### Task description:
Take from the material every line containing the string "bool" and copy it.

━━ Input

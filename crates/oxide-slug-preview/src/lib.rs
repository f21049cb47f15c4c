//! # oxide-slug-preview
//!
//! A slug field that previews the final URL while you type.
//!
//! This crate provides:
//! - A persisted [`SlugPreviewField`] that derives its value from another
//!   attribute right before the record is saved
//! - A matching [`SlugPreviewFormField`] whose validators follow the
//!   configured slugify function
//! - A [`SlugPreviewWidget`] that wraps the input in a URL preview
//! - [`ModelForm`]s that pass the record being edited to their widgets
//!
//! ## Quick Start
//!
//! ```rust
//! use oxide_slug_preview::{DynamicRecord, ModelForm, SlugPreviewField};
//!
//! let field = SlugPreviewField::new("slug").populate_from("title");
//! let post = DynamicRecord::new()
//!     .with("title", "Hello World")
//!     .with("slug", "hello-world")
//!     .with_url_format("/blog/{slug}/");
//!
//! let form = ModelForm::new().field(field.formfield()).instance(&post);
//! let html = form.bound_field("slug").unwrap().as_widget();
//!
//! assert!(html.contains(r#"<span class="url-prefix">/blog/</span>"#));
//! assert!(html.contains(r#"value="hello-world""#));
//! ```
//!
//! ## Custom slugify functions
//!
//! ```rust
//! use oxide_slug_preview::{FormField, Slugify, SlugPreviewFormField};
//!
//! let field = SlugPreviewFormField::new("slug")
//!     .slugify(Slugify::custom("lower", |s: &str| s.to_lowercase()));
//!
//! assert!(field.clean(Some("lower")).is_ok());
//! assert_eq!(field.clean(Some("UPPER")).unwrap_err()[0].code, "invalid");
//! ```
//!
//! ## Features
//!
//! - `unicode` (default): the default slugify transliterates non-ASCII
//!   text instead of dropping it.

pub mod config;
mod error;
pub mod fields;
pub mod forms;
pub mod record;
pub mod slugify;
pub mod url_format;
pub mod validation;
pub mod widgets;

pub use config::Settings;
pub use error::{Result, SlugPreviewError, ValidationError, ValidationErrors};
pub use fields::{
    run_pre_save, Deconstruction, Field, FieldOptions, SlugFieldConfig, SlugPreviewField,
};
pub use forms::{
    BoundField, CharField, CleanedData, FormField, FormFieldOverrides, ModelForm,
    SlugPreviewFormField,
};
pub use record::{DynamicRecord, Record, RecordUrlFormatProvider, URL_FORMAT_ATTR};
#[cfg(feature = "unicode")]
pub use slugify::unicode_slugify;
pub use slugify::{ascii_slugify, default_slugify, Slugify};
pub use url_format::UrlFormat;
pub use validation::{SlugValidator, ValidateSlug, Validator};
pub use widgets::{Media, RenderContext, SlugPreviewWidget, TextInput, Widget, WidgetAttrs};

━━━━
━━ Input

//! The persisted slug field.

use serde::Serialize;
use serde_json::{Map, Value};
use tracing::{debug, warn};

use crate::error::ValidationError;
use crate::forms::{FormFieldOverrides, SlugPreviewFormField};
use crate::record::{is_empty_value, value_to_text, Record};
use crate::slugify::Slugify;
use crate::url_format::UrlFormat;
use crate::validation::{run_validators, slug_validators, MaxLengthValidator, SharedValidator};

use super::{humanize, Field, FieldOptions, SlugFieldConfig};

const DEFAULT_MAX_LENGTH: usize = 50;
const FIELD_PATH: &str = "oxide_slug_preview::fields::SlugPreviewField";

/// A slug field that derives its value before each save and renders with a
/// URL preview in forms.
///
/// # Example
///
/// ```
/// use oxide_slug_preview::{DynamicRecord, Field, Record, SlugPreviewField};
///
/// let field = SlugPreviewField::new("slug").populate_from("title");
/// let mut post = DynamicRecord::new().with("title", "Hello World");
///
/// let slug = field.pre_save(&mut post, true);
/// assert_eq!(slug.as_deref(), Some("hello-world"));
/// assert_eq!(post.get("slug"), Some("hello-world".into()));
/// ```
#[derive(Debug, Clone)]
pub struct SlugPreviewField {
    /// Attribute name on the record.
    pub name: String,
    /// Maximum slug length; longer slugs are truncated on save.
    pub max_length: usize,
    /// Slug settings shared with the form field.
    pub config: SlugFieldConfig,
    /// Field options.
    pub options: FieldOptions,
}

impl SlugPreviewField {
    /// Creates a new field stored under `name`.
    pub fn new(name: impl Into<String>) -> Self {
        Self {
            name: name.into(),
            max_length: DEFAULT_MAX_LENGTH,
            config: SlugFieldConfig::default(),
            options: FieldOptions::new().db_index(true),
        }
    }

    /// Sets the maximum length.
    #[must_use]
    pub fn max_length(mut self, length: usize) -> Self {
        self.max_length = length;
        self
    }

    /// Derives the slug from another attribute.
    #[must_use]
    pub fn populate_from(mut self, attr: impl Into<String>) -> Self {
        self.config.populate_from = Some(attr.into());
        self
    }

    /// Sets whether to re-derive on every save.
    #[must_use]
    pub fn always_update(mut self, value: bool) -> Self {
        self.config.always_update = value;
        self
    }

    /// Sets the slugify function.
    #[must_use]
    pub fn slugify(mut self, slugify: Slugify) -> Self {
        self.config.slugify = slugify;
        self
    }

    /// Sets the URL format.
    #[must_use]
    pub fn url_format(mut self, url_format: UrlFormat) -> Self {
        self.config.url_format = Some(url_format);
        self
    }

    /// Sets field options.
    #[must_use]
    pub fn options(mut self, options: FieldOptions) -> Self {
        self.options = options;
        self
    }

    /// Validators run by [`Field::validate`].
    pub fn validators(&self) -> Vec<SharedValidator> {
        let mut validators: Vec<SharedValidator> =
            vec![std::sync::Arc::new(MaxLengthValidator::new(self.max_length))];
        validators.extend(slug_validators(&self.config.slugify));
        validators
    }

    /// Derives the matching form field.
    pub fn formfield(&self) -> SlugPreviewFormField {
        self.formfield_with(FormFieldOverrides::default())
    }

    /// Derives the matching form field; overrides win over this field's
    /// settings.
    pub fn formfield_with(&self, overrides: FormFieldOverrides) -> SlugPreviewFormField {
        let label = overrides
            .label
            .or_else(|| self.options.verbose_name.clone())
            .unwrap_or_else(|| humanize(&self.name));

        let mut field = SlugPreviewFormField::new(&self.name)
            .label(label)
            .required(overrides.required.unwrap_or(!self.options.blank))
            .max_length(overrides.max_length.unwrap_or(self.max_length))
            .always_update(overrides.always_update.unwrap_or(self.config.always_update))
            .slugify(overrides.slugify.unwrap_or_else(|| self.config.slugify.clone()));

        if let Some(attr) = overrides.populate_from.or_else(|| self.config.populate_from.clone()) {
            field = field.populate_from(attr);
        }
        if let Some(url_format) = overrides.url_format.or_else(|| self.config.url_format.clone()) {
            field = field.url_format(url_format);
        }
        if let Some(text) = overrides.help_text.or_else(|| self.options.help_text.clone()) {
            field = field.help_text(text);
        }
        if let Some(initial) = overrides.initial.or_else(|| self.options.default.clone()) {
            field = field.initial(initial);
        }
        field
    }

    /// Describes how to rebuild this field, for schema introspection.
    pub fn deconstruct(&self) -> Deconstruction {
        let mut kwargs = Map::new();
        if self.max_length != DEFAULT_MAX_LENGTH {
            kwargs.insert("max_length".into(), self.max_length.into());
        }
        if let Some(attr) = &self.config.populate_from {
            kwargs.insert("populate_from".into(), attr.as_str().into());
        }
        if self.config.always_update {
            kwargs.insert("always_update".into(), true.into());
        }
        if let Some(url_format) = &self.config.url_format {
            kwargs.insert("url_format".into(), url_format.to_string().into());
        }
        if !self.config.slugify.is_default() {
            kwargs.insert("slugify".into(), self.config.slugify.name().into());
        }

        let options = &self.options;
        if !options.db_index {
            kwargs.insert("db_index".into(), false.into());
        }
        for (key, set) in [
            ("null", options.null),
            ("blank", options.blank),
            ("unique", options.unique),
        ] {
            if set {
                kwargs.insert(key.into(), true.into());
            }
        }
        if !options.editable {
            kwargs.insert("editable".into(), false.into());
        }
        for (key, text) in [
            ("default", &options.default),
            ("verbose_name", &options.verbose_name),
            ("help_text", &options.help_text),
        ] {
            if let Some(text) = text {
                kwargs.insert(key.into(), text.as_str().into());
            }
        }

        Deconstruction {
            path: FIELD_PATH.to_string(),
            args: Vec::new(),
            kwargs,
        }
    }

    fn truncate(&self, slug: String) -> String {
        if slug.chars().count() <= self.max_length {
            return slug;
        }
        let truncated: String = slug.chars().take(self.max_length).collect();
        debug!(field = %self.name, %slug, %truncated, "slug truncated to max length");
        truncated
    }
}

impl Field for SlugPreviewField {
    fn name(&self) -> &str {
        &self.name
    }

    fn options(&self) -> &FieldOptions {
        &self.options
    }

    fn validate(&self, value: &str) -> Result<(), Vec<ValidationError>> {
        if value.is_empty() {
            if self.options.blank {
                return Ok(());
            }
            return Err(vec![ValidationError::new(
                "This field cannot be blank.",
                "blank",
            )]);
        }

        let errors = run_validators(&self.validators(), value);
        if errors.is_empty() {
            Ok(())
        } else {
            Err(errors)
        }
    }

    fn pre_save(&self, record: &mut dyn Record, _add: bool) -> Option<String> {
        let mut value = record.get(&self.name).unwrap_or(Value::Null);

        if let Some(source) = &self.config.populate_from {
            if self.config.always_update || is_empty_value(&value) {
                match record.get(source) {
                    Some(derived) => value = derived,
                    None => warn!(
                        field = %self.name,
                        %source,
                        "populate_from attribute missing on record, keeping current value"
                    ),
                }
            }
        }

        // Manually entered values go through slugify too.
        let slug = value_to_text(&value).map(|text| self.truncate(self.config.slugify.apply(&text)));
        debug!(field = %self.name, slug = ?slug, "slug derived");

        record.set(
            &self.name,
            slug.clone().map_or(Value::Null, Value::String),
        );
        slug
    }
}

━━━━

### Solution for this problem:
    pub fn always_update(mut self, value: bool) -> Self {
    fn pre_save(&self, record: &mut dyn Record, _add: bool) -> Option<String> {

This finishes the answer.